* Data for the task *
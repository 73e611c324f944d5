//! A read-only numeric measurement
//!
//! The capability metadata describes what is measured, and a single data topic
//! named after the measured instance carries the latest reading.
//!
//! # Example Entity
//!
//! ```plain
//! ../quasar.sensor/$meta/version             => 1
//! ../quasar.sensor/$meta/device_class        => "temperature"
//! ../quasar.sensor/$meta/unit_of_measurement => "°C"
//! ../quasar.sensor/$meta/state_class         => "measurement"
//! ../quasar.sensor/temperature               -> { "value": 21.5, "unit": "°C", "timestamp": 1712345678 }
//! ```

use compact_str::CompactString;
use serde::{Deserialize, Serialize};

use crate::{meta::MetaField, property};

#[derive(Debug, Clone, PartialEq, Serialize, Deserialize)]
pub struct SensorPayload {
    /// Value of the sensor, `None` when the reading is unknown
    pub value: Option<f64>,
    /// Unit of the sensor value, e.g., "°C", "%", "V"
    pub unit: CompactString,
    /// Unix timestamp in seconds
    pub timestamp: i64,
}

#[derive(Debug, Clone, Copy, PartialEq, Eq, Hash, Serialize, Deserialize)]
#[serde(rename_all = "snake_case")]
pub enum SensorDeviceClass {
    Temperature,
    Humidity,
    Illuminance,
    Battery,
    Pressure,
    Voltage,
    Power,
    Current,
}

#[derive(Debug, Clone, Copy, PartialEq, Eq, Hash, Serialize, Deserialize)]
#[serde(rename_all = "snake_case")]
pub enum SensorStateClass {
    /// The value is a current reading, eg. a temperature
    Measurement,
    /// A monotonically changing total, eg. consumed energy
    Total,
    /// Like `Total`, but resets are treated as the start of a new cycle
    TotalIncreasing,
}

#[derive(Debug, Clone, Copy, PartialEq, Eq, Hash, Serialize, Deserialize)]
pub enum Unit {
    #[serde(rename = "°C")]
    Celsius,
    #[serde(rename = "%")]
    Percentage,
    #[serde(rename = "lx")]
    Lux,
    #[serde(rename = "mmHg")]
    MillimeterOfMercury,
    #[serde(rename = "V")]
    Volt,
    #[serde(rename = "W")]
    Watt,
    #[serde(rename = "A")]
    Ampere,
}

impl Unit {
    pub const fn as_str(self) -> &'static str {
        match self {
            Unit::Celsius => "°C",
            Unit::Percentage => "%",
            Unit::Lux => "lx",
            Unit::MillimeterOfMercury => "mmHg",
            Unit::Volt => "V",
            Unit::Watt => "W",
            Unit::Ampere => "A",
        }
    }
}

/// Everything a host needs to know to display a sensor reading
#[derive(Debug, Clone, Copy, PartialEq, Eq, Hash)]
pub struct SensorMetadata {
    pub device_class: SensorDeviceClass,
    pub unit: Unit,
    pub state_class: SensorStateClass,
}

property! {
    MetaField, Meta, key = "device_class";
    #[serde(transparent)]
    pub struct DeviceClass(pub SensorDeviceClass);
}

property! {
    MetaField, Meta, key = "unit_of_measurement";
    #[serde(transparent)]
    pub struct UnitOfMeasurement(pub Unit);
}

property! {
    MetaField, Meta, key = "state_class";
    #[serde(transparent)]
    pub struct StateClass(pub SensorStateClass);
}
/// Declares a newtype or struct that is published under a fixed topic key.
///
/// ```ignore
/// property! {
///     MetaField, Meta, key = "name";
///     pub struct Name(pub CompactString);
/// }
/// ```
#[macro_export]
macro_rules! property {
    (
        $namespace:path, $kind:ident, key = $key:expr;
        $( #[ $meta:meta ] )*
        pub struct $ident:ident $($rest:tt)*
    ) => {
        #[derive(Debug, Clone, PartialEq, $crate::_serde::Serialize, $crate::_serde::Deserialize)]
        $( #[ $meta ] )*
        pub struct $ident $($rest)*

        impl $crate::Property for $ident {
            const KEY: &'static str = $key;
            const KIND: $crate::PropertyKind = $crate::PropertyKind::$kind;
        }

        impl $namespace for $ident {}
    };
}

#[cfg(test)]
mod tests {
    use crate::{Property, PropertyKind};

    trait TestProperty: Property {}

    property! {
        TestProperty, State, key = "foo";
        pub struct Foo(pub u32);
    }

    property! {
        TestProperty, Meta, key = "bar";
        pub struct Bar {
            pub name: String,
            pub value: f64,
        }
    }

    #[test]
    fn properties() {
        assert_eq!(Foo::KEY, "foo");
        assert!(matches!(Foo::KIND, PropertyKind::State));
        assert_eq!(serde_json::to_value(Foo(42)).unwrap(), serde_json::json!(42));

        assert_eq!(Bar::KEY, "bar");
        assert!(matches!(Bar::KIND, PropertyKind::Meta));
        assert_eq!(
            serde_json::to_value(Bar {
                name: "example".to_owned(),
                value: 21.4,
            })
            .unwrap(),
            serde_json::json!({
                "name": "example",
                "value": 21.4,
            }),
        );
    }
}
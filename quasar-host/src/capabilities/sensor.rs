use compact_str::ToCompactString;
use quasar_common::capabilities::{
    ids,
    sensor::{DeviceClass, SensorMetadata, SensorPayload, StateClass, UnitOfMeasurement},
};

use crate::{PublishOpts, Result, capability};

capability! {
    id = ids::SENSOR, version = 1;
    pub struct Sensor {
        cap: HostCapability,
    }
}

impl Sensor {
    /// Publishes what the sensor measures. Retained, so late subscribers see it.
    pub async fn describe(&self, metadata: SensorMetadata) -> Result<()> {
        self.cap
            .publish_meta(DeviceClass(metadata.device_class))
            .await?;
        self.cap
            .publish_meta(UnitOfMeasurement(metadata.unit))
            .await?;
        self.cap
            .publish_meta(StateClass(metadata.state_class))
            .await
    }

    pub async fn publish(&self, key: impl ToCompactString, payload: SensorPayload) -> Result<()> {
        self.cap
            .publish_raw(key, &payload, PublishOpts::entity_data())
            .await
    }
}
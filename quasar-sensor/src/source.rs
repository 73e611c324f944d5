use std::path::PathBuf;

use serde::Deserialize;

use crate::{Result, device::Device};

/// Where the current device list comes from.
#[allow(async_fn_in_trait)]
pub trait DeviceSource {
    async fn devices(&self) -> Result<Vec<Device>>;
}

/// A JSON dump of the device list, re-read on every refresh.
///
/// Accepts either a bare array of devices or an object with a `devices` array.
pub struct SnapshotFile {
    path: PathBuf,
}

impl SnapshotFile {
    pub fn new(path: impl Into<PathBuf>) -> Self {
        Self { path: path.into() }
    }
}

#[derive(Deserialize)]
#[serde(untagged)]
enum Snapshot {
    Devices(Vec<Device>),
    Wrapped { devices: Vec<Device> },
}

pub fn parse_snapshot(data: &[u8]) -> Result<Vec<Device>> {
    let devices = match serde_json::from_slice(data)? {
        Snapshot::Devices(devices) => devices,
        Snapshot::Wrapped { devices } => devices,
    };

    Ok(devices)
}

impl DeviceSource for SnapshotFile {
    async fn devices(&self) -> Result<Vec<Device>> {
        let data = tokio::fs::read(&self.path).await?;
        parse_snapshot(&data)
    }
}
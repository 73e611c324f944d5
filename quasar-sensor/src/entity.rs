use std::collections::HashSet;

use heck::ToSnakeCase as _;
use quasar_common::{EntityId, capabilities::sensor::SensorMetadata};
use quasar_host::SensorEntity;

use crate::{
    Result,
    catalog::{SensorDescription, SensorInstance},
    device::{Device, PropertyConfig, StateMap},
};

/// Identity shared by every entity built from a device facet
#[derive(Debug, Clone, PartialEq)]
pub struct EntityBase {
    device_id: String,
    device_name: String,
    device_type: String,
    instance: String,
    unique_id: String,
}

impl EntityBase {
    pub fn new(device: &Device, config: &PropertyConfig) -> Self {
        let instance = config.parameters.instance.clone();

        Self {
            unique_id: format!("{}: {}", device.id, instance),
            device_id: device.id.clone(),
            device_name: device.name.clone(),
            device_type: device.kind.clone(),
            instance,
        }
    }

    pub fn device_id(&self) -> &str {
        &self.device_id
    }

    pub fn device_name(&self) -> &str {
        &self.device_name
    }

    pub fn instance(&self) -> &str {
        &self.instance
    }

    pub fn unique_id(&self) -> &str {
        &self.unique_id
    }
}

/// Hooks an entity implements to follow its device's reported state.
pub trait CapabilityUpdate: Sized {
    /// Builds the entity around `base`, before any state is applied.
    fn internal_init(
        base: EntityBase,
        capabilities: &StateMap,
        properties: &StateMap,
    ) -> Result<Self>;

    /// Applies freshly reported state. Must not fail; values that are
    /// missing or unusable leave the entity unset.
    fn internal_update(&mut self, capabilities: &StateMap, properties: &StateMap);

    fn base(&self) -> &EntityBase;
}

/// Creates an entity for one facet of `device` and applies the device's
/// current state to it.
pub fn build<E: CapabilityUpdate>(device: &Device, config: &PropertyConfig) -> Result<E> {
    let feed = device.state_feed();

    let mut entity = E::internal_init(
        EntityBase::new(device, config),
        &feed.capabilities,
        &feed.properties,
    )?;
    entity.internal_update(&feed.capabilities, &feed.properties);

    Ok(entity)
}

#[derive(Debug, Clone, PartialEq)]
pub struct YandexSensor {
    base: EntityBase,
    description: &'static SensorDescription,
    entity_id: EntityId,
    name: String,
    native_value: Option<f64>,
}

impl YandexSensor {
    pub fn description(&self) -> &'static SensorDescription {
        self.description
    }

    pub fn native_value(&self) -> Option<f64> {
        self.native_value
    }

    /// Claims this sensor's entity id in `taken`, appending `_2`, `_3`, ...
    /// while it collides with one claimed earlier.
    pub fn claim_entity_id(&mut self, taken: &mut HashSet<EntityId>) {
        let wanted = self.entity_id.clone();
        let mut n = 1;

        while !taken.insert(self.entity_id.clone()) {
            n += 1;
            self.entity_id = EntityId::from(format!("{wanted}_{n}"));
        }

        if n > 1 {
            tracing::debug!(
                unique_id = self.base.unique_id(),
                "Entity id {wanted} already taken, using {}",
                self.entity_id
            );
        }
    }
}

impl CapabilityUpdate for YandexSensor {
    fn internal_init(base: EntityBase, _: &StateMap, _: &StateMap) -> Result<Self> {
        let instance: SensorInstance = base.instance().parse()?;

        Ok(Self {
            entity_id: EntityId::from(
                format!("{} {}", base.device_name(), instance.key()).to_snake_case(),
            ),
            name: format!("{} {}", base.device_name(), instance.label()),
            description: instance.description(),
            native_value: None,
            base,
        })
    }

    fn internal_update(&mut self, _: &StateMap, properties: &StateMap) {
        self.native_value = match properties.get(self.base.instance()) {
            None => None,
            Some(value) => {
                let number = value.as_f64();
                if number.is_none() {
                    tracing::warn!(
                        unique_id = self.base.unique_id(),
                        "Failed to read sensor value '{value}' as number"
                    );
                }
                number
            }
        };
    }

    fn base(&self) -> &EntityBase {
        &self.base
    }
}

impl SensorEntity for YandexSensor {
    fn entity_id(&self) -> EntityId {
        self.entity_id.clone()
    }

    fn unique_id(&self) -> &str {
        self.base.unique_id()
    }

    fn name(&self) -> &str {
        &self.name
    }

    fn device_type(&self) -> &str {
        &self.base.device_type
    }

    fn sensor_key(&self) -> &str {
        self.description.key.key()
    }

    fn metadata(&self) -> SensorMetadata {
        self.description.metadata
    }

    fn native_value(&self) -> Option<f64> {
        self.native_value
    }
}

#[cfg(test)]
mod tests {
    use quasar_common::capabilities::sensor::{SensorDeviceClass, SensorStateClass, Unit};

    use super::*;
    use crate::Error;

    fn meter() -> Device {
        serde_json::from_value(serde_json::json!({
            "id": "9c0d5e1f",
            "name": "Hallway Meter",
            "type": "devices.types.smart_meter",
            "properties": [
                {
                    "type": "devices.properties.float",
                    "parameters": { "instance": "battery_level", "unit": "unit.percent" },
                    "state": { "instance": "battery_level", "value": 87 }
                },
                {
                    "type": "devices.properties.float",
                    "parameters": { "instance": "co2_level", "unit": "unit.ppm" },
                    "state": { "instance": "co2_level", "value": 612 }
                }
            ]
        }))
        .unwrap()
    }

    fn properties(value: serde_json::Value) -> StateMap {
        serde_json::from_value(value).unwrap()
    }

    #[test]
    fn sensor_identity() {
        let device = meter();
        let sensor: YandexSensor = build(&device, &device.properties[0]).unwrap();

        assert_eq!(sensor.base().device_id(), "9c0d5e1f");
        assert_eq!(sensor.base().instance(), "battery_level");
        assert_eq!(SensorEntity::unique_id(&sensor), "9c0d5e1f: battery_level");
        assert_eq!(SensorEntity::name(&sensor), "Hallway Meter Battery level");
        assert_eq!(sensor.entity_id(), EntityId::from("hallway_meter_battery_level"));
        assert_eq!(sensor.device_type(), "devices.types.smart_meter");
        assert_eq!(sensor.sensor_key(), "battery_level");
        assert_eq!(sensor.metadata(), SensorMetadata {
            device_class: SensorDeviceClass::Battery,
            unit: Unit::Percentage,
            state_class: SensorStateClass::Measurement,
        });
    }

    #[test]
    fn starts_with_reported_value() {
        let device = meter();
        let sensor: YandexSensor = build(&device, &device.properties[0]).unwrap();

        assert_eq!(sensor.native_value(), Some(87.0));
    }

    #[test]
    fn update_overwrites_and_clears() {
        let device = meter();
        let mut sensor: YandexSensor = build(&device, &device.properties[0]).unwrap();
        let capabilities = StateMap::new();

        let update = properties(serde_json::json!({ "battery_level": 64 }));
        sensor.internal_update(&capabilities, &update);
        assert_eq!(sensor.native_value(), Some(64.0));

        let update = properties(serde_json::json!({ "temperature": 20.5 }));
        sensor.internal_update(&capabilities, &update);
        assert_eq!(sensor.native_value(), None);
    }

    #[test]
    fn non_numeric_value_is_unset() {
        let device = meter();
        let mut sensor: YandexSensor = build(&device, &device.properties[0]).unwrap();

        sensor.internal_update(
            &StateMap::new(),
            &properties(serde_json::json!({ "battery_level": "low" })),
        );
        assert_eq!(sensor.native_value(), None);
    }

    #[test]
    fn unsupported_instance_fails_init() {
        let device = meter();

        assert!(matches!(
            build::<YandexSensor>(&device, &device.properties[1]),
            Err(Error::UnsupportedInstance(instance)) if instance == "co2_level"
        ));
    }

    #[test]
    fn colliding_entity_ids_get_suffixed() {
        let device = meter();
        let mut first: YandexSensor = build(&device, &device.properties[0]).unwrap();
        let mut second = first.clone();
        let mut third = first.clone();
        let mut taken = HashSet::new();

        first.claim_entity_id(&mut taken);
        second.claim_entity_id(&mut taken);
        third.claim_entity_id(&mut taken);

        assert_eq!(first.entity_id(), EntityId::from("hallway_meter_battery_level"));
        assert_eq!(second.entity_id(), EntityId::from("hallway_meter_battery_level_2"));
        assert_eq!(third.entity_id(), EntityId::from("hallway_meter_battery_level_3"));
    }
}
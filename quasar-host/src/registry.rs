use std::{
    collections::{HashMap, hash_map::Entry},
    sync::Arc,
};

use quasar_common::EntityId;

use crate::{
    HostConnection, HostEntity, Result,
    capabilities::{Capability, sensor::Sensor},
};

/// Lazily created host entities and their capabilities, keyed by entity id
pub struct Registry {
    conn: Arc<HostConnection>,
    entities: HashMap<EntityId, Arc<HostEntity>>,
    sensors: HashMap<EntityId, Sensor>,
}

async fn get<'a, T: Capability>(
    conn: &Arc<HostConnection>,
    entities: &mut HashMap<EntityId, Arc<HostEntity>>,
    cap_map: &'a mut HashMap<EntityId, T>,
    id: &EntityId,
    init: impl AsyncFnOnce(&HostEntity) -> Result<()>,
) -> Result<&'a mut T> {
    let cap = cap_map.entry(id.clone());
    let out = match cap {
        Entry::Occupied(cap) => cap.into_mut(),
        Entry::Vacant(entry) => {
            let entity = match entities.entry(id.clone()) {
                Entry::Occupied(entry) => entry.into_mut(),
                Entry::Vacant(entry) => {
                    let entity = conn.entity(id.clone()).await?;
                    init(&entity).await?;
                    entry.insert(entity)
                }
            };

            let cap = entity.capability::<T>().await?;
            entry.insert(cap)
        }
    };

    Ok(out)
}

impl Registry {
    pub fn new(conn: Arc<HostConnection>) -> Self {
        Self { conn, entities: HashMap::new(), sensors: HashMap::new() }
    }

    /// Returns the sensor capability of `id`, creating the entity and running
    /// `entity_init` on it first if it does not exist yet.
    pub async fn sensor(
        &mut self,
        id: &EntityId,
        entity_init: impl AsyncFnOnce(&HostEntity) -> Result<()>,
    ) -> Result<&mut Sensor> {
        get(&self.conn, &mut self.entities, &mut self.sensors, id, entity_init).await
    }

    pub fn existing_sensor(&self, id: &EntityId) -> Option<&Sensor> {
        self.sensors.get(id)
    }
}
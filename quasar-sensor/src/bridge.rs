use std::{collections::HashMap, time::Duration};

use quasar_host::{HostConnection, SensorPlatform};
use tokio::time::MissedTickBehavior;

use crate::{
    Result,
    config::Config,
    device::{Device, StateFeed},
    entity::{CapabilityUpdate as _, YandexSensor},
    setup::async_setup_entry,
    source::DeviceSource,
};

pub const PROVIDER: &str = "quasar-sensor";

/// Applies a freshly fetched device list to `entities`. Entities whose device
/// is gone from the list lose their value.
pub fn refresh(entities: &mut [YandexSensor], devices: &[Device]) {
    let feeds = devices
        .iter()
        .map(|device| (device.id.as_str(), device.state_feed()))
        .collect::<HashMap<_, _>>();

    let gone = StateFeed::default();

    for entity in entities {
        let feed = feeds.get(entity.base().device_id()).unwrap_or(&gone);
        entity.internal_update(&feed.capabilities, &feed.properties);
    }
}

/// Connects to the broker, registers the sensors from `source` and keeps
/// publishing their values every `poll_interval`.
pub async fn bridge(
    addr: &str,
    client_id: &str,
    config: &Config,
    source: &impl DeviceSource,
    poll_interval: Duration,
) -> Result<()> {
    let conn = HostConnection::connect(client_id, addr).await?;

    tokio::spawn({
        let conn = conn.clone();

        async move {
            loop {
                match conn.recv_raw().await {
                    Ok(packet) => tracing::trace!("Received packet: {packet:?}"),
                    Err(e) => {
                        tracing::error!("MQTT receive failed: {e}");
                        break;
                    }
                }
            }
        }
    });

    let mut platform = SensorPlatform::new(conn, PROVIDER);

    let devices = source.devices().await?;
    let mut entities = async_setup_entry(config, &devices, &mut platform).await?;

    let mut ticker = tokio::time::interval(poll_interval);
    ticker.set_missed_tick_behavior(MissedTickBehavior::Delay);
    ticker.tick().await;

    loop {
        ticker.tick().await;

        let devices = match source.devices().await {
            Ok(devices) => devices,
            Err(e) => {
                tracing::warn!("Failed to refresh devices: {e}");
                continue;
            }
        };

        refresh(&mut entities, &devices);

        for entity in &entities {
            platform.write_state(entity).await?;
        }
    }
}

#[cfg(test)]
mod tests {
    use super::*;
    use crate::{config::IncludeRule, setup::discover};

    fn climate(temperature: serde_json::Value) -> Device {
        serde_json::from_value(serde_json::json!({
            "id": "c7",
            "name": "Study",
            "type": "devices.types.sensor",
            "properties": [
                {
                    "type": "devices.properties.float",
                    "parameters": { "instance": "temperature" },
                    "state": { "instance": "temperature", "value": temperature }
                },
                {
                    "type": "devices.properties.float",
                    "parameters": { "instance": "humidity" },
                    "state": { "instance": "humidity", "value": 45 }
                }
            ]
        }))
        .unwrap()
    }

    fn sensors() -> Vec<YandexSensor> {
        let config = Config { include: vec![IncludeRule::Device("Study".to_owned())] };
        discover(&config, &[climate(serde_json::json!(20.0))]).unwrap()
    }

    #[test]
    fn refresh_overwrites_values() {
        let mut entities = sensors();

        refresh(&mut entities, &[climate(serde_json::json!(22.5))]);

        assert_eq!(entities[0].native_value(), Some(22.5));
        assert_eq!(entities[1].native_value(), Some(45.0));
    }

    #[test]
    fn refresh_clears_missing_values() {
        let mut entities = sensors();

        refresh(&mut entities, &[climate(serde_json::Value::Null)]);
        assert_eq!(entities[0].native_value(), None);
        assert_eq!(entities[1].native_value(), Some(45.0));

        refresh(&mut entities, &[]);
        assert!(entities.iter().all(|e| e.native_value().is_none()));
    }
}
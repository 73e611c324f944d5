use tracing_subscriber::{EnvFilter, layer::SubscriberExt as _, util::SubscriberInitExt as _};

/// Installs the global subscriber. Filtering follows `RUST_LOG`, defaulting to `info`.
pub fn init() {
    let filter = EnvFilter::try_from_default_env().unwrap_or_else(|_| EnvFilter::new("info"));

    tracing_subscriber::registry()
        .with(filter)
        .with(tracing_subscriber::fmt::layer())
        .init();
}
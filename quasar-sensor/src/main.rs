use std::{path::PathBuf, time::Duration};

use anyhow::Context as _;
use clap::Parser;
use quasar_sensor::{Config, SnapshotFile};

#[derive(Parser)]
struct Args {
    /// MQTT broker address
    mqtt_addr: String,

    /// Include rules (JSON)
    #[arg(short, long)]
    config: PathBuf,

    /// Device list snapshot (JSON), re-read on every poll
    #[arg(short, long)]
    devices: PathBuf,

    /// Seconds between refreshes
    #[arg(long, default_value_t = 30, value_parser = clap::value_parser!(u64).range(1..))]
    poll_interval: u64,

    /// MQTT client id
    #[arg(long, default_value = quasar_sensor::bridge::PROVIDER)]
    client_id: String,
}

#[tokio::main]
async fn main() -> anyhow::Result<()> {
    quasar_host::log::init();

    let args = Args::parse();

    let config = Config::load(&args.config)
        .await
        .with_context(|| format!("failed to load config from {}", args.config.display()))?;

    let source = SnapshotFile::new(&args.devices);

    quasar_sensor::bridge(
        &args.mqtt_addr,
        &args.client_id,
        &config,
        &source,
        Duration::from_secs(args.poll_interval),
    )
    .await
    .context("sensor bridge stopped")
}
use core::ops::Deref;
use std::sync::Arc;

use compact_str::{CompactString, ToCompactString};
use quasar_common::{QuasarString, Topic, meta};
use serde::Serialize;

use crate::{HostEntity, PublishOpts, Result};

pub mod sensor;

pub struct HostCapability {
    pub(crate) entity: Arc<HostEntity>,
    pub(crate) capability: QuasarString,
}

impl HostCapability {
    pub async fn initialize(&self, version: i32) -> Result<()> {
        self.publish_meta(meta::Version(version)).await
    }

    pub async fn publish_raw(
        &self,
        topic: impl ToCompactString,
        payload: impl Serialize,
        opts: PublishOpts,
    ) -> Result<()> {
        let topic = Topic::CapabilityData {
            entity: self.entity.id().clone(),
            capability: self.capability.clone(),
            rest: QuasarString::new(topic.to_compact_string()),
        };

        self.entity.conn.publish(topic, payload, opts).await
    }

    pub(crate) async fn publish_meta<T: meta::MetaField>(&self, meta: T) -> Result<()> {
        let topic = Topic::CapabilityMeta {
            entity: self.entity.id().clone(),
            capability: self.capability.clone(),
            key: QuasarString::new(CompactString::const_new(T::KEY)),
        };

        self.entity
            .conn
            .publish(topic, meta, PublishOpts::for_property::<T>())
            .await
    }
}

pub trait Capability: From<HostCapability> + Deref<Target = HostCapability> {
    const ID: &'static str;
    const VERSION: i32 = 0;
}

#[macro_export]
macro_rules! capability {
    (id = $id:expr, version = $version:expr; pub struct $name:ident { cap: HostCapability $(,)? }) => {
        pub struct $name {
            cap: $crate::capabilities::HostCapability,
        }

        impl $crate::capabilities::Capability for $name {
            const ID: &'static str = $id;
            const VERSION: i32 = $version;
        }

        impl From<$crate::capabilities::HostCapability> for $name {
            fn from(cap: $crate::capabilities::HostCapability) -> Self {
                Self { cap }
            }
        }

        impl ::core::ops::Deref for $name {
            type Target = $crate::capabilities::HostCapability;

            fn deref(&self) -> &Self::Target {
                &self.cap
            }
        }
    };
}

* Assignment *
Tell how many lines above include the word "ticker". Give the number alone.

* Task result *
4